§ **Data shown**
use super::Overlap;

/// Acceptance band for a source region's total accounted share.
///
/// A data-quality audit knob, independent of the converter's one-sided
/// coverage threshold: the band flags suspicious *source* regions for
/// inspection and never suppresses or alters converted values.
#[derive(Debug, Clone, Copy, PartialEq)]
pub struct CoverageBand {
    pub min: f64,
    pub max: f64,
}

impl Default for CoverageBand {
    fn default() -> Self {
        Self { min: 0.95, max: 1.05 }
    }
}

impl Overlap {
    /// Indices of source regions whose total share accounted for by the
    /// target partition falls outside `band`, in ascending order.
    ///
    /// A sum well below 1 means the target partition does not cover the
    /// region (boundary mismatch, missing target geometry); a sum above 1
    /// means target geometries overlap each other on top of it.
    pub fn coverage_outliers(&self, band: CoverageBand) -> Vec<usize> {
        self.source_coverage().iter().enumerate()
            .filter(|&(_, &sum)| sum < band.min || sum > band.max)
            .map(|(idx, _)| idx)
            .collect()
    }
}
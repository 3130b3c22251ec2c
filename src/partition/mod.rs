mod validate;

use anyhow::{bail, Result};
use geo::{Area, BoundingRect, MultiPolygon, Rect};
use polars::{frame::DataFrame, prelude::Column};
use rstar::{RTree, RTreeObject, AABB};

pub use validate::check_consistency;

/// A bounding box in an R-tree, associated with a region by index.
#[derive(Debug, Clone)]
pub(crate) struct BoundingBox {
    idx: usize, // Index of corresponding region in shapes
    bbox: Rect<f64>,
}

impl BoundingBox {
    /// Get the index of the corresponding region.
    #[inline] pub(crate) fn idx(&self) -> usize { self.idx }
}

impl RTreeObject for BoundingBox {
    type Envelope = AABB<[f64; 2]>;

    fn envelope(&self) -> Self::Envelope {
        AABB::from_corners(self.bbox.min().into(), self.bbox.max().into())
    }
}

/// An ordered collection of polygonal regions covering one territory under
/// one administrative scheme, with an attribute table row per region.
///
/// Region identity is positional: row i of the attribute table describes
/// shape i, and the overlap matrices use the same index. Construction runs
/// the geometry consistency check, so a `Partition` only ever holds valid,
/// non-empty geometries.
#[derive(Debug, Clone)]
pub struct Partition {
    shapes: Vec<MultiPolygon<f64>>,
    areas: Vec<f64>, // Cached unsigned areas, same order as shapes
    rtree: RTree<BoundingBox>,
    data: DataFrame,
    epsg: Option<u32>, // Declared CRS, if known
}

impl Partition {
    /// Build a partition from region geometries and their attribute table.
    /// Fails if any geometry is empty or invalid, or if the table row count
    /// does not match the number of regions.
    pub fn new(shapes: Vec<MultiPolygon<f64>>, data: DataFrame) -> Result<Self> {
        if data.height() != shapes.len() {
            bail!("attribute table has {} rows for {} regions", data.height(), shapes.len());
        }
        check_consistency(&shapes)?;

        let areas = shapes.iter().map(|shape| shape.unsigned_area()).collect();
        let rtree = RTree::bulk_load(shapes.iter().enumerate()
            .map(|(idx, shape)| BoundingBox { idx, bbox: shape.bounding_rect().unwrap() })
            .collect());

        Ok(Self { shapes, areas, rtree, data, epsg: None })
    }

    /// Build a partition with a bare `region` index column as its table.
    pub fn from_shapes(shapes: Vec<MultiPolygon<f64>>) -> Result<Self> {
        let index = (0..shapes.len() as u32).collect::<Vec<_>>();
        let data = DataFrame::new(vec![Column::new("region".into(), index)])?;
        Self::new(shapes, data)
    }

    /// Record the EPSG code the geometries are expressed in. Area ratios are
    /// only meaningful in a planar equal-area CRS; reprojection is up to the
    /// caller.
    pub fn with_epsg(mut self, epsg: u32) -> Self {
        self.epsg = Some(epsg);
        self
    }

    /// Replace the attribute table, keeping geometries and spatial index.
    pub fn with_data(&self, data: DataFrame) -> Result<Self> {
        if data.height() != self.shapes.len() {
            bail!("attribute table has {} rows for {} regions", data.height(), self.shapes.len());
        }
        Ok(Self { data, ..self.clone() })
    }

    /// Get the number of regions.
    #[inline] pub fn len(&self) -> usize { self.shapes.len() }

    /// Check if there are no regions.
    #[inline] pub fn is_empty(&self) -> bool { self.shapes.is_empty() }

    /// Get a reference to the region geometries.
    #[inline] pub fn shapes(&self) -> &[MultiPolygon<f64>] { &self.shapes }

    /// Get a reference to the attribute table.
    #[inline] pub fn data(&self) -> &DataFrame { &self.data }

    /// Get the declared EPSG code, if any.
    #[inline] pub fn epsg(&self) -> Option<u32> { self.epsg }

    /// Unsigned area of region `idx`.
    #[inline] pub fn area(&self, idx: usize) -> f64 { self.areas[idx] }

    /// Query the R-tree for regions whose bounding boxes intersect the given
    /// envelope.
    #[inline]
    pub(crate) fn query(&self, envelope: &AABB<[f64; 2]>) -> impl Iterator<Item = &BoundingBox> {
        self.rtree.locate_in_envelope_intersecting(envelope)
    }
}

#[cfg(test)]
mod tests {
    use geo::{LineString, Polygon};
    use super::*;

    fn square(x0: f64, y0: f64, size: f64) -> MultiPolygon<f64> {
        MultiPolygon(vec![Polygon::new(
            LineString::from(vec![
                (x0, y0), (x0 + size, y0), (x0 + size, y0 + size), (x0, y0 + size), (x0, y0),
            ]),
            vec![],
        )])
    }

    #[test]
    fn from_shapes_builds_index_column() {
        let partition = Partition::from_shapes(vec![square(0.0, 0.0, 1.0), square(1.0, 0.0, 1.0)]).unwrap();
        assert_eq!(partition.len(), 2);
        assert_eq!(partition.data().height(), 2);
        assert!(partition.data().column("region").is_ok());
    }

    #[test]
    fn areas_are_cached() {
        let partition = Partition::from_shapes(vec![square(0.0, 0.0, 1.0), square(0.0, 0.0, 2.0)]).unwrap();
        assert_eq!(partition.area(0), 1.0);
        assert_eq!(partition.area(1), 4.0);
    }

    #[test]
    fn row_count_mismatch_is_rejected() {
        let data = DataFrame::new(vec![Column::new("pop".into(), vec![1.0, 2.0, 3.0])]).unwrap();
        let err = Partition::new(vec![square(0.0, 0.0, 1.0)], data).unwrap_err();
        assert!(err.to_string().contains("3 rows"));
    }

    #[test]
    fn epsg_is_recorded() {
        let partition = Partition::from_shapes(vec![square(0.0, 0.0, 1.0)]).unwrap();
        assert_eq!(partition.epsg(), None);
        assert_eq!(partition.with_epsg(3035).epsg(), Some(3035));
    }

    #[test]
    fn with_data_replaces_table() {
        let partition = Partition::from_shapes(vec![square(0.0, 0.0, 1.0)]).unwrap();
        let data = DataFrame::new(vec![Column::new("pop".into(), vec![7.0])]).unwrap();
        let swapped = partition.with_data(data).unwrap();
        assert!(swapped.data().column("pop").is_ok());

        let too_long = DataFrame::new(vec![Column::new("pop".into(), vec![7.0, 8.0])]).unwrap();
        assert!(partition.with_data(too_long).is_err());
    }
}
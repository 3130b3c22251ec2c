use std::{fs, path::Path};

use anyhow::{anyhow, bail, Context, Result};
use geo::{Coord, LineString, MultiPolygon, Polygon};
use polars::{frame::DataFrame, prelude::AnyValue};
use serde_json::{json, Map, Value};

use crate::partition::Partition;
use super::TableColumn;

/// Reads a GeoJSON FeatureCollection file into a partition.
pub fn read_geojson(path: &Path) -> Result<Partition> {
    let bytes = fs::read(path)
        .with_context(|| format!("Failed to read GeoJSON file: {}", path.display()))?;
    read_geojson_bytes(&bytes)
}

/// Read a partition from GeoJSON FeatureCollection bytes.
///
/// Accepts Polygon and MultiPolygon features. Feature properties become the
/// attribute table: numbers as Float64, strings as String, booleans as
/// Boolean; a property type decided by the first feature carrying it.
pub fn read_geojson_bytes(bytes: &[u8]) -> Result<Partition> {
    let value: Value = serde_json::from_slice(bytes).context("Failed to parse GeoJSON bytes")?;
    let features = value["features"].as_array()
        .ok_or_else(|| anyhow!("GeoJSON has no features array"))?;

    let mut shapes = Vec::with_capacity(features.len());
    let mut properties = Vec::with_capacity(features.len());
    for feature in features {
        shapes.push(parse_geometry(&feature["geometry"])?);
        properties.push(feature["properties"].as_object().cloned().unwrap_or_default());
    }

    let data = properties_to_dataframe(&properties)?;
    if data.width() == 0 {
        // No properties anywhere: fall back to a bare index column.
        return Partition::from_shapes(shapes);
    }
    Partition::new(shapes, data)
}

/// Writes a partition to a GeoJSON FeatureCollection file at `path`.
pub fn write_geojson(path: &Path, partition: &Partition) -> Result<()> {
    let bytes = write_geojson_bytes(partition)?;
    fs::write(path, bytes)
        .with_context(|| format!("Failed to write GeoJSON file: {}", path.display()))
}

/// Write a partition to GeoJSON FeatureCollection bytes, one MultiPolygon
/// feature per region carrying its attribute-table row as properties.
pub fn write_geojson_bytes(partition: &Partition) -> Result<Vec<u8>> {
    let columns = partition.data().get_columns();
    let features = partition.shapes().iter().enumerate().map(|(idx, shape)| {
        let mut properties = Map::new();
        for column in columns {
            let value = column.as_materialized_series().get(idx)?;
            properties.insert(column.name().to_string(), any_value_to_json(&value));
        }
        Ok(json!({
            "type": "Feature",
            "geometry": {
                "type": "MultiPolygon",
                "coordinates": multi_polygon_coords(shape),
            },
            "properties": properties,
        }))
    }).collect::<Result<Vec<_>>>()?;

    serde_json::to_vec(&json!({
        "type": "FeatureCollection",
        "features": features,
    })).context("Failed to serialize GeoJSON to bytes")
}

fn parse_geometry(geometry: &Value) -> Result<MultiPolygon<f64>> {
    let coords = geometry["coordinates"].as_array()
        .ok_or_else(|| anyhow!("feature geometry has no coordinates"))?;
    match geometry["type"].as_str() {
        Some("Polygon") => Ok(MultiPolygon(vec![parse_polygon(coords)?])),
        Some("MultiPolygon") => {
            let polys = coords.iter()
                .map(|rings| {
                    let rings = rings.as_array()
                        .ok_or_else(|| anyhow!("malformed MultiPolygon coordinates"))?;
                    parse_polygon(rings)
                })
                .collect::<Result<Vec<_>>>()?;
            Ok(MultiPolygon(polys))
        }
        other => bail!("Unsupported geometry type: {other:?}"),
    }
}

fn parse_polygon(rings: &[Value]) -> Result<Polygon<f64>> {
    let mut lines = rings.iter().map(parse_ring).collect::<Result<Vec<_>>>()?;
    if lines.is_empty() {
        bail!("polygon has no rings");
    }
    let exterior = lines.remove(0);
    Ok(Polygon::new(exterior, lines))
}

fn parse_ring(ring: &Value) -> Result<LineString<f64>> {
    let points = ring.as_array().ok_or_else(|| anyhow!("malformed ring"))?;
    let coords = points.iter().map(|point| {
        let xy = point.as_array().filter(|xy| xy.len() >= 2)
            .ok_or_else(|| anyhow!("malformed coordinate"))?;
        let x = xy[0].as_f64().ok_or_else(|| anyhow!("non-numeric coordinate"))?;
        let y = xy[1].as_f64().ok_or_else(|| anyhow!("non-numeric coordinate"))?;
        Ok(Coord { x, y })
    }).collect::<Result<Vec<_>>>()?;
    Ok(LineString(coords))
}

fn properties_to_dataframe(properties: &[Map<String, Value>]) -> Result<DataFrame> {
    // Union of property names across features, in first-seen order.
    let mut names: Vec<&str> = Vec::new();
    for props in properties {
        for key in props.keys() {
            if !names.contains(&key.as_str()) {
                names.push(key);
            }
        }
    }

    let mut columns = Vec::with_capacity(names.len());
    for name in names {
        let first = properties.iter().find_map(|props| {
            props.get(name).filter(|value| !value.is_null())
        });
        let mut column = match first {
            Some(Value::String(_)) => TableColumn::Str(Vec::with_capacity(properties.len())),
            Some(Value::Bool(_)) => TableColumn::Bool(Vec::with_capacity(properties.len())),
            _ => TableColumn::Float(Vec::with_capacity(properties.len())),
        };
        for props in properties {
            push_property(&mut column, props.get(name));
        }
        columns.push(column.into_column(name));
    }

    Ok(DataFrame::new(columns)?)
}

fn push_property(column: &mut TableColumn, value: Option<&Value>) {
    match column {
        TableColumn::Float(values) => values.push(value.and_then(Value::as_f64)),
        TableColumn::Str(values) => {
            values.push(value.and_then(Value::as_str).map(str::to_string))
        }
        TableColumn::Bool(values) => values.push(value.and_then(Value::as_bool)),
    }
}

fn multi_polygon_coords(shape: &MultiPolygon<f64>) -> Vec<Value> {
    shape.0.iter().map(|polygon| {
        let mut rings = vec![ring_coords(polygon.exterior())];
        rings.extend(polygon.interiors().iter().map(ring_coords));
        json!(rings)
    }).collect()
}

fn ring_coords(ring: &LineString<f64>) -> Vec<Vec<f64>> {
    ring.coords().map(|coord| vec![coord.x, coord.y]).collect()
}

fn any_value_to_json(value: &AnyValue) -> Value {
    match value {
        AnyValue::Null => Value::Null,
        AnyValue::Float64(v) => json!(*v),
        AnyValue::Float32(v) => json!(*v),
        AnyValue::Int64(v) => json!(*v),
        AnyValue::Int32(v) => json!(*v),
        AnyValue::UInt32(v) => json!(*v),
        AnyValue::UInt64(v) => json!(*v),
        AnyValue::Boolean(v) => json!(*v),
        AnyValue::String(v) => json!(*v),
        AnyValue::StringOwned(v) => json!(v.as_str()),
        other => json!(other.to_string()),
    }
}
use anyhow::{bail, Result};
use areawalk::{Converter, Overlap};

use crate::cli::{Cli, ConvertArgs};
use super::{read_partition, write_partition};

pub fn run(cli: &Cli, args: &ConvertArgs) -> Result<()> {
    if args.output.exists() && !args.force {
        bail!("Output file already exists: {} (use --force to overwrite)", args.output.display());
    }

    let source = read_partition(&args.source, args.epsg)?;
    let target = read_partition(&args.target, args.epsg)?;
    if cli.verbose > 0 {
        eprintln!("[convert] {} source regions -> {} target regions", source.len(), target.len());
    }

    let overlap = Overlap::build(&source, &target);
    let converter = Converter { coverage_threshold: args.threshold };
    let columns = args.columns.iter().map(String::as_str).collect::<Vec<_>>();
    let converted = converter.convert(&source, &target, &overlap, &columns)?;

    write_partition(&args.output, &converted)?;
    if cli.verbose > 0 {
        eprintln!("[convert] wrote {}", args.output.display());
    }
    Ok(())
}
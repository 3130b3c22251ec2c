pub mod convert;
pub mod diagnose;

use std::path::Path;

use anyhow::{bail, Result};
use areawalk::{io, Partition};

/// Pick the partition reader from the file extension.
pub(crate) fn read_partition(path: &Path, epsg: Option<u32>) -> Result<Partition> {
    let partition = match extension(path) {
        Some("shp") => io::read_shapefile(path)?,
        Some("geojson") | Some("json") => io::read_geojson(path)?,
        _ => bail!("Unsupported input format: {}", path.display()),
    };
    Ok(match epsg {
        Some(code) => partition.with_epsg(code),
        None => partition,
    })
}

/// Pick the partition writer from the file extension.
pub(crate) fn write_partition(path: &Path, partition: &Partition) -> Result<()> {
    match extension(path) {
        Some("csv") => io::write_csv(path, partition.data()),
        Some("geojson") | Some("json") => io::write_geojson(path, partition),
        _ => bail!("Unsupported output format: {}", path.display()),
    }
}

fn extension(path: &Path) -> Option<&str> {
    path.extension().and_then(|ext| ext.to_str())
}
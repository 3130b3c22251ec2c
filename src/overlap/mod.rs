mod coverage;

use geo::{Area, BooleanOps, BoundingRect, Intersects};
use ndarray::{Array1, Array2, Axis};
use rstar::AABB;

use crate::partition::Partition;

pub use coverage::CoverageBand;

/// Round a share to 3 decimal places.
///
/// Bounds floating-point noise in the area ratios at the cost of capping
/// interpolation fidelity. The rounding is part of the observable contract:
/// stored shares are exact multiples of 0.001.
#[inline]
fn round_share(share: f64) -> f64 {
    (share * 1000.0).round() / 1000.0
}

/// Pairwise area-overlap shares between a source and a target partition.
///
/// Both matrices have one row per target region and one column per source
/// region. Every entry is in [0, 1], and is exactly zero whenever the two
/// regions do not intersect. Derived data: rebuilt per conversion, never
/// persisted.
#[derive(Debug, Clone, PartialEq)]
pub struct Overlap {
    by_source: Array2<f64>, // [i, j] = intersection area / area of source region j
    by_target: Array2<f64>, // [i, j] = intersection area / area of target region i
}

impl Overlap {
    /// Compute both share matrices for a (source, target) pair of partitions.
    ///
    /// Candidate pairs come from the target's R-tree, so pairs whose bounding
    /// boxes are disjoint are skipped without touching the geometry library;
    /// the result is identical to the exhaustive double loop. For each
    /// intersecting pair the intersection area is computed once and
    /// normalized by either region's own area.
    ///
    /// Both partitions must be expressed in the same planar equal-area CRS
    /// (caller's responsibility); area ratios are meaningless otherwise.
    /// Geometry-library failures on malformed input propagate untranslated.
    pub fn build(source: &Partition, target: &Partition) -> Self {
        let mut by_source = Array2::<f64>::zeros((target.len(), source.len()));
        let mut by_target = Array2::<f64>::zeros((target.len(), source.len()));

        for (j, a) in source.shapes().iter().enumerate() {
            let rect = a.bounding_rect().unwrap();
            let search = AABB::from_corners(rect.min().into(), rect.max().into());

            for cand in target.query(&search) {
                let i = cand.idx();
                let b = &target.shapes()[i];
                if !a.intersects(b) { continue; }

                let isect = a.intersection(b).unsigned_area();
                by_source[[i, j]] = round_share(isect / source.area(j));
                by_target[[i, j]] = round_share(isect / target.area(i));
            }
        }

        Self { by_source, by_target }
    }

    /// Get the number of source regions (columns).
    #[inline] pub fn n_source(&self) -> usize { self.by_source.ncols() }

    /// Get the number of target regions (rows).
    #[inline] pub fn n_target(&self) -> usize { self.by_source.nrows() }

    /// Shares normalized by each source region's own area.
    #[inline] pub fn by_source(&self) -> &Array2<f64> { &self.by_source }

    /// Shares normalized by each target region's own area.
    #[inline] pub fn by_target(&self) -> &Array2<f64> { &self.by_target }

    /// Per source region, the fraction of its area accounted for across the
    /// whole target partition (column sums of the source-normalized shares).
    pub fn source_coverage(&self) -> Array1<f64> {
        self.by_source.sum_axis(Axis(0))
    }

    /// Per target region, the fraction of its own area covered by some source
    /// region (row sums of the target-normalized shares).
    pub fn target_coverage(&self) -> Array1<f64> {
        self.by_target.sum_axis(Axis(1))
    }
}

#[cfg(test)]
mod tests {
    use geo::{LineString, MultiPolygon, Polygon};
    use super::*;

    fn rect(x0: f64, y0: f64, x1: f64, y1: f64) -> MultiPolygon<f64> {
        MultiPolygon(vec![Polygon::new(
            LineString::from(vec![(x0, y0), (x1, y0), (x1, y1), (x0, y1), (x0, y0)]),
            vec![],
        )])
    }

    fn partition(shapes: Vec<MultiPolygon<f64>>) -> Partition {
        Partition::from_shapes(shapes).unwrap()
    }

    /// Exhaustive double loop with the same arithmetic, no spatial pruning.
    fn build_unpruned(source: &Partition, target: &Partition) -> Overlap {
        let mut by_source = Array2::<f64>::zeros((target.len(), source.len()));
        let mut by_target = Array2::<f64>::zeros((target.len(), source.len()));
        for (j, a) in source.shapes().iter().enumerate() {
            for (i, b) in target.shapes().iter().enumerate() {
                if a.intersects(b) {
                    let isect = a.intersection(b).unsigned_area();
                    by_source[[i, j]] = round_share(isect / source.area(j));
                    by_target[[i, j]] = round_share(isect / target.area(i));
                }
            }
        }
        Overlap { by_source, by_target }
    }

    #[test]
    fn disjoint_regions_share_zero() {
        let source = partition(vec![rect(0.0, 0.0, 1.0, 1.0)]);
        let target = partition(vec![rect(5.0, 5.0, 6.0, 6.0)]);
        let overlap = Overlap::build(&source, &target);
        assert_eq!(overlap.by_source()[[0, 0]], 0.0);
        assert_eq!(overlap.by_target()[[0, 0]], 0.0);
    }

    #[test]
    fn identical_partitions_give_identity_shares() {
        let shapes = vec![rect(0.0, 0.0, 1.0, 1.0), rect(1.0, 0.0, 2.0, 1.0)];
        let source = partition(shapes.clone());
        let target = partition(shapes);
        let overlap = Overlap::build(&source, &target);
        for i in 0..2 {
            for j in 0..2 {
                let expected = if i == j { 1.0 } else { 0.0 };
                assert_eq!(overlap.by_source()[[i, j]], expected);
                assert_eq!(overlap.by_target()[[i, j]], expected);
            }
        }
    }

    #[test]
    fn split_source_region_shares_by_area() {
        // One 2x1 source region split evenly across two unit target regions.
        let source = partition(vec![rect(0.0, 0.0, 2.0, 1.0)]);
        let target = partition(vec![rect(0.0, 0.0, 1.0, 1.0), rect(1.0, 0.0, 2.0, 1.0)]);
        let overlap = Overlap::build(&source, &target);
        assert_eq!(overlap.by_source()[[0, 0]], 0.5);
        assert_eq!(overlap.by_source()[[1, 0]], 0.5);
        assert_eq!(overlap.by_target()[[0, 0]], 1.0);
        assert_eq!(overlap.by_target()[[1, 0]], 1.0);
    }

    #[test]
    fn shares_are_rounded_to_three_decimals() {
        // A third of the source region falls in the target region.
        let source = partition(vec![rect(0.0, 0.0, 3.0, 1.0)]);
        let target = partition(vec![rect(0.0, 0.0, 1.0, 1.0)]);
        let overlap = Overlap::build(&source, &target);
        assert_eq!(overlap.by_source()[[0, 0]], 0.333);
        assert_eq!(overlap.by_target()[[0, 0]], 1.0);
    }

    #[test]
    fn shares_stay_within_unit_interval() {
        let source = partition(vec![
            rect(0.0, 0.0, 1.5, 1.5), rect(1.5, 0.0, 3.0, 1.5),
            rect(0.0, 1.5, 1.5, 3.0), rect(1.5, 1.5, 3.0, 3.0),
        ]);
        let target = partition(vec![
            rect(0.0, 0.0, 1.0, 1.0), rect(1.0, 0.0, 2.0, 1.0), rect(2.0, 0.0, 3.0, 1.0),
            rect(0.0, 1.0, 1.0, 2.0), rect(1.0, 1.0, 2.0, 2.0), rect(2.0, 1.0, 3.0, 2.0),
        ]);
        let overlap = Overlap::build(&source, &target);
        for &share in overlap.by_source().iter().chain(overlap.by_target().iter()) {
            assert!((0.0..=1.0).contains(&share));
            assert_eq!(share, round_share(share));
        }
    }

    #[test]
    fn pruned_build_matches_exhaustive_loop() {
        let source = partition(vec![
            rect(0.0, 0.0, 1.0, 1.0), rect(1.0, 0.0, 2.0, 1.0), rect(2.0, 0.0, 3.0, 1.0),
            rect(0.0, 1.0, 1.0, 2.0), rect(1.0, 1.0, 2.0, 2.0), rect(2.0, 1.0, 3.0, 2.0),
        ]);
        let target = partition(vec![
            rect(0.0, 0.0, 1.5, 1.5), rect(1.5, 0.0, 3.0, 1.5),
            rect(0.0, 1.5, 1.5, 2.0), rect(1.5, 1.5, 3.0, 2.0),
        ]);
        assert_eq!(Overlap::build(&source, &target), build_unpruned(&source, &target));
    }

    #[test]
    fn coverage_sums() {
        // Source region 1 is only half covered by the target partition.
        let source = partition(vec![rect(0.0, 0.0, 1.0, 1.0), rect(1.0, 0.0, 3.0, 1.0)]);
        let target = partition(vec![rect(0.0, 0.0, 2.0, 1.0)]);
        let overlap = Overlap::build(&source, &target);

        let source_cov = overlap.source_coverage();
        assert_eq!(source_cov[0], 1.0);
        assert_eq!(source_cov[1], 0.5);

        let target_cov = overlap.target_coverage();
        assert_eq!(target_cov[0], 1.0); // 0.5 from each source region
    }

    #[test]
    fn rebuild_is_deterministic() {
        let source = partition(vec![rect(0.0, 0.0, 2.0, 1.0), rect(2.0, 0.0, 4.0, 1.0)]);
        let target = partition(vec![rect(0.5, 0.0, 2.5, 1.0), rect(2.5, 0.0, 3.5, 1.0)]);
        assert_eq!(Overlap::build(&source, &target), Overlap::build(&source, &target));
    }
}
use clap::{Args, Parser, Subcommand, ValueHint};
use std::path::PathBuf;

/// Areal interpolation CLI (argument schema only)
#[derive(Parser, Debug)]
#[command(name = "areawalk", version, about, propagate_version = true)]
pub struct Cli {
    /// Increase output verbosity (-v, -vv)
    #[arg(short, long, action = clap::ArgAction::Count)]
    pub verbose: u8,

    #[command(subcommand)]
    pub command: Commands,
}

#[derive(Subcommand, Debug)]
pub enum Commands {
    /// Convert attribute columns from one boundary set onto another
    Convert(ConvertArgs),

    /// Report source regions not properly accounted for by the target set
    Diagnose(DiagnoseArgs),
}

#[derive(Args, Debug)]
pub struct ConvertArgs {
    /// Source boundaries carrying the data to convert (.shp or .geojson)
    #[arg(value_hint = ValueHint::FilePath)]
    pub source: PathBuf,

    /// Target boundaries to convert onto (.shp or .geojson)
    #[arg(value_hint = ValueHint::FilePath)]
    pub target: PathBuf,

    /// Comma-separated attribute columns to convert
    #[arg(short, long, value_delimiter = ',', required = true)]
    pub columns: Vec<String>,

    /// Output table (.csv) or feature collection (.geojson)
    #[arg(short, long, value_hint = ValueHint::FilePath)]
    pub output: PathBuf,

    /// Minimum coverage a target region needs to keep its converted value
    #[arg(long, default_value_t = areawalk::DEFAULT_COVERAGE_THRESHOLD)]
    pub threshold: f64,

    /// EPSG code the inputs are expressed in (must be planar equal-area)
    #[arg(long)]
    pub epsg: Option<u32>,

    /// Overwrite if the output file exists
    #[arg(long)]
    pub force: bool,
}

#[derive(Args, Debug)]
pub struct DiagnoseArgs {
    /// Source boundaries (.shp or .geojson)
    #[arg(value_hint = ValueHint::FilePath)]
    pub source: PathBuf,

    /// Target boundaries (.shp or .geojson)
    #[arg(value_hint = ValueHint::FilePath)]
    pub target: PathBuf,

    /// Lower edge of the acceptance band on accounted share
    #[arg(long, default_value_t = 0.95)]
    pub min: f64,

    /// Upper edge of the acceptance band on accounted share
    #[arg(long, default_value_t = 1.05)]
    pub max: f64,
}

§ **What you have to do**
Look through the entries, and return every line that the word "expressed" appears in.

§ **Final answer**
    /// Record the EPSG code the geometries are expressed in. Area ratios are
    /// Both partitions must be expressed in the same planar equal-area CRS
    /// EPSG code the inputs are expressed in (must be planar equal-area)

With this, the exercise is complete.